I was able to combine some of my personal experiences with the research I've done in each different setting to sort of try and insert the reader in those spaces. These things might seem unrealistic and something that wouldn't ever happen to some, but it does–these kinds of experiences are unfortunately common, especially towards Asian minorities in the wake of COVID-19. I've even had men tell me to be their comfort woman. On multiple occasions. These experiences are very real. By putting readers in this spot, my goal was to help minorities like they are not alone, and for non-minorities to be as uncomfortable as possible.
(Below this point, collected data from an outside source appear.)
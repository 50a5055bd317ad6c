//! JSON document to typed value conversion.
//!
//! # Responsibilities
//! - Recursively map arrays to lists and objects to maps
//! - Re-dispatch scalars into the text converter when a declared type has a rule
//! - Drop null-valued map entries on request
//!
//! # Design Decisions
//! - The declared type applies to the top-level value only; nested values
//!   are inferred from their JSON shape
//! - Objects declared as a concrete class become tagged objects; map-like or
//!   absent declarations become untyped maps
//! - Containers cannot satisfy a scalar declaration

use serde_json::{Number, Value};

use crate::bridge::convert;
use crate::bridge::error::{BridgeError, Result};
use crate::bridge::value::TypedValue;

/// Declared types that encode a JSON object as an untyped map.
const MAP_TYPES: [&str; 5] = [
    "",
    "java.util.Map",
    "java.util.HashMap",
    "java.util.LinkedHashMap",
    "java.lang.Object",
];

/// Parse `raw` as a JSON document and convert it.
pub fn convert_str(raw: &str, nominal_type: &str, ignore_null_map_pairs: bool) -> Result<TypedValue> {
    if raw.is_empty() {
        return Err(BridgeError::EmptyBody);
    }
    let document: Value =
        serde_json::from_str(raw).map_err(|e| BridgeError::InvalidJson(e.to_string()))?;
    convert_value(&document, nominal_type, ignore_null_map_pairs)
}

/// Convert an already-parsed JSON value.
pub fn convert_value(value: &Value, nominal_type: &str, ignore_null_map_pairs: bool) -> Result<TypedValue> {
    match value {
        Value::Null => Ok(TypedValue::Null),
        Value::String(s) if !nominal_type.is_empty() => {
            convert::convert(s, nominal_type, ignore_null_map_pairs)
        }
        Value::String(s) => Ok(TypedValue::String(s.clone())),
        Value::Bool(b) if convert::has_rule(nominal_type) => {
            convert::convert(&b.to_string(), nominal_type, ignore_null_map_pairs)
        }
        Value::Bool(b) => Ok(TypedValue::Boolean(*b)),
        Value::Number(n) if convert::has_rule(nominal_type) => {
            convert::convert(&n.to_string(), nominal_type, ignore_null_map_pairs)
        }
        Value::Number(n) => Ok(number_value(n)),
        Value::Array(_) | Value::Object(_) if convert::has_rule(nominal_type) => {
            Err(BridgeError::invalid(&value.to_string(), nominal_type))
        }
        Value::Array(items) => items
            .iter()
            .map(|item| convert_value(item, "", ignore_null_map_pairs))
            .collect::<Result<Vec<_>>>()
            .map(TypedValue::List),
        Value::Object(object) => {
            let mut fields = Vec::with_capacity(object.len());
            for (key, item) in object {
                if ignore_null_map_pairs && item.is_null() {
                    continue;
                }
                fields.push((key.clone(), convert_value(item, "", ignore_null_map_pairs)?));
            }

            if MAP_TYPES.contains(&nominal_type) {
                Ok(TypedValue::Map(
                    fields
                        .into_iter()
                        .map(|(k, v)| (TypedValue::String(k), v))
                        .collect(),
                ))
            } else {
                Ok(TypedValue::Object {
                    class: nominal_type.to_string(),
                    fields,
                })
            }
        }
    }
}

fn number_value(n: &Number) -> TypedValue {
    if let Some(i) = n.as_i64() {
        match i32::try_from(i) {
            Ok(small) => TypedValue::Integer(small),
            Err(_) => TypedValue::Long(i),
        }
    } else {
        // u64 above i64::MAX or a fractional number
        TypedValue::Double(n.as_f64().unwrap_or(f64::NAN))
    }
}

#[cfg(test)]
mod tests {
    use super::*;
    use serde_json::json;

    #[test]
    fn test_scalars_without_declared_type() {
        assert_eq!(convert_value(&json!(null), "", false), Ok(TypedValue::Null));
        assert_eq!(convert_value(&json!(true), "", false), Ok(TypedValue::Boolean(true)));
        assert_eq!(convert_value(&json!(12), "", false), Ok(TypedValue::Integer(12)));
        assert_eq!(
            convert_value(&json!(5_000_000_000i64), "", false),
            Ok(TypedValue::Long(5_000_000_000))
        );
        assert_eq!(convert_value(&json!(0.25), "", false), Ok(TypedValue::Double(0.25)));
        assert_eq!(convert_value(&json!("x"), "", false), Ok(TypedValue::from("x")));
    }

    #[test]
    fn test_string_redispatches_with_declared_type() {
        assert_eq!(convert_value(&json!("42"), "int", false), Ok(TypedValue::Integer(42)));
        assert_eq!(convert_value(&json!("null"), "java.lang.Long", false), Ok(TypedValue::Null));
        assert!(matches!(
            convert_value(&json!("abc"), "long", false),
            Err(BridgeError::InvalidArgument { .. })
        ));
        // Embedded JSON for a custom class
        assert_eq!(
            convert_value(&json!(r#"{"a":1}"#), "com.example.Req", false),
            Ok(TypedValue::Object {
                class: "com.example.Req".into(),
                fields: vec![("a".into(), TypedValue::Integer(1))],
            })
        );
    }

    #[test]
    fn test_numbers_follow_declared_type() {
        assert_eq!(convert_value(&json!(5), "long", false), Ok(TypedValue::Long(5)));
        assert_eq!(convert_value(&json!(5), "java.lang.Double", false), Ok(TypedValue::Double(5.0)));
        assert_eq!(convert_value(&json!(5), "java.lang.String", false), Ok(TypedValue::from("5")));
        assert!(matches!(
            convert_value(&json!(5.5), "int", false),
            Err(BridgeError::InvalidArgument { .. })
        ));
        assert_eq!(convert_value(&json!(false), "java.lang.Boolean", false), Ok(TypedValue::Boolean(false)));
    }

    #[test]
    fn test_containers() {
        let doc = json!({"name": "a", "tags": ["x", 1], "extra": null});
        let value = convert_value(&doc, "", false).unwrap();
        assert_eq!(
            value,
            TypedValue::Map(vec![
                (TypedValue::from("extra"), TypedValue::Null),
                (TypedValue::from("name"), TypedValue::from("a")),
                (
                    TypedValue::from("tags"),
                    TypedValue::List(vec![TypedValue::from("x"), TypedValue::Integer(1)])
                ),
            ])
        );
        assert_eq!(value.to_json(), doc);
    }

    #[test]
    fn test_ignore_null_map_pairs() {
        let doc = json!({"a": null, "b": {"c": null, "d": 2}});
        let value = convert_value(&doc, "java.util.Map", true).unwrap();
        assert_eq!(value.to_json(), json!({"b": {"d": 2}}));

        let kept = convert_value(&doc, "java.util.Map", false).unwrap();
        assert_eq!(kept.to_json(), doc);
    }

    #[test]
    fn test_container_for_scalar_type_is_rejected() {
        assert!(matches!(
            convert_value(&json!([1, 2]), "int", false),
            Err(BridgeError::InvalidArgument { .. })
        ));
        assert!(matches!(
            convert_value(&json!({"a": 1}), "java.lang.String", false),
            Err(BridgeError::InvalidArgument { .. })
        ));
    }

    #[test]
    fn test_raw_document_errors() {
        assert_eq!(convert_str("", "", false), Err(BridgeError::EmptyBody));
        assert!(matches!(convert_str("[1,", "", false), Err(BridgeError::InvalidJson(_))));
        assert_eq!(
            convert_str("[1,2]", "java.util.List", false),
            Ok(TypedValue::List(vec![TypedValue::Integer(1), TypedValue::Integer(2)]))
        );
    }

    #[test]
    fn test_round_trip_preserves_structure() {
        let doc = json!([{"k": [true, null, 1.5, "s"]}, -7, {"nested": {"deep": []}}]);
        let value = convert_value(&doc, "", false).unwrap();
        assert_eq!(value.to_json(), doc);
    }
}
//! Observability subsystem.
//!
//! # Data Flow
//! ```text
//! All subsystems produce:
//!     → logging.rs (structured log events)
//!     → metrics.rs (counters, histograms)
//!
//! Consumers:
//!     → Log aggregation (stdout)
//!     → Metrics endpoint (Prometheus scrape)
//! ```
//!
//! # Design Decisions
//! - Request ID flows through all log events of a request
//! - Metrics are cheap (atomic increments)

pub mod logging;
pub mod metrics;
It is the reason why I chose a poem format and the reason why I decided to make [51%] in first-person. All-in-all, I give credit to Claudia Rankine's Citizen for inspiring my style and mixed form of prose and poem.

-> PREFACE
Preface was to start out in a way so that readers could understand the severity of the situation, as well as introduce the religious theme. It's a personal one–and although the experience was in middle school, it's something that I'll never forget. It was a jarring realization that even spaces that are supposed to be safe–like religious ones or academic ones–can never be safe for people who look like me. Slurs that Asian minorities are often derogatorily addressed as are part of the poem, and I wanted to make the 'white savior' complex a painful point of realization for readers.

-> THE START
While doing research, I came across a study of foreign exchange students who were in American universities during COVID-19. Some first-hand experiences from some of the students included other peers throwing rocks (even breaking this particular student's phone), throwing garbage, or verbal abuse in buses. It's during these times when I believe minorities sometimes want to 'give up' and denounce our ethnicities and cultures. I know I have.

-> THE DENIAL
Another work I came across was about the 'invisibility' of Asians in the healthcare field, especially post-COVID. It's something that I believe goes hand-in-hand with the minority myth.

In most medical settings, words are said concisely and professionally, although more often than not it is not at all the intention nor thought behind them. I wanted there to be a parallel of what it feels like to be a patient, as well as someone who would play the role of a caretaker with an Asian identity of being invisible.

-> TEST
0. To be honest,
you my our lives
have no meaning. Even if we are
individuals, we are an unseen
___________.

  1. human (49%)

  2. object

  3. garbage

  4. nothing (51%)

-> AFTERWORD
"The Ones Who Walk Away From Omelas" by Ursula K. Le Guin is a short story part of a collection called The Wind's Twelve Quarters. Although I will refrain from putting a conclusive synopsis here, I highly recommend this book, if even just this one short story. Both vague and descriptive on purpose, UKL describes a utopian city Omelas, whose happiness and prosperity depend solely on the continual suffering of one child.
Omelas already exists–there is no need to look for it. It exists all around us, through every disparity and misery we see daily. It exists between every 'us' and 'them'. As an afterword, I wanted this point to really drive an unsettling feeling. Complacency cannot exist if social issues like racism (in this case, applied towards Asian minorities as one of the consequences of COVID-19) are to be dealt with. Uneasiness can drive change.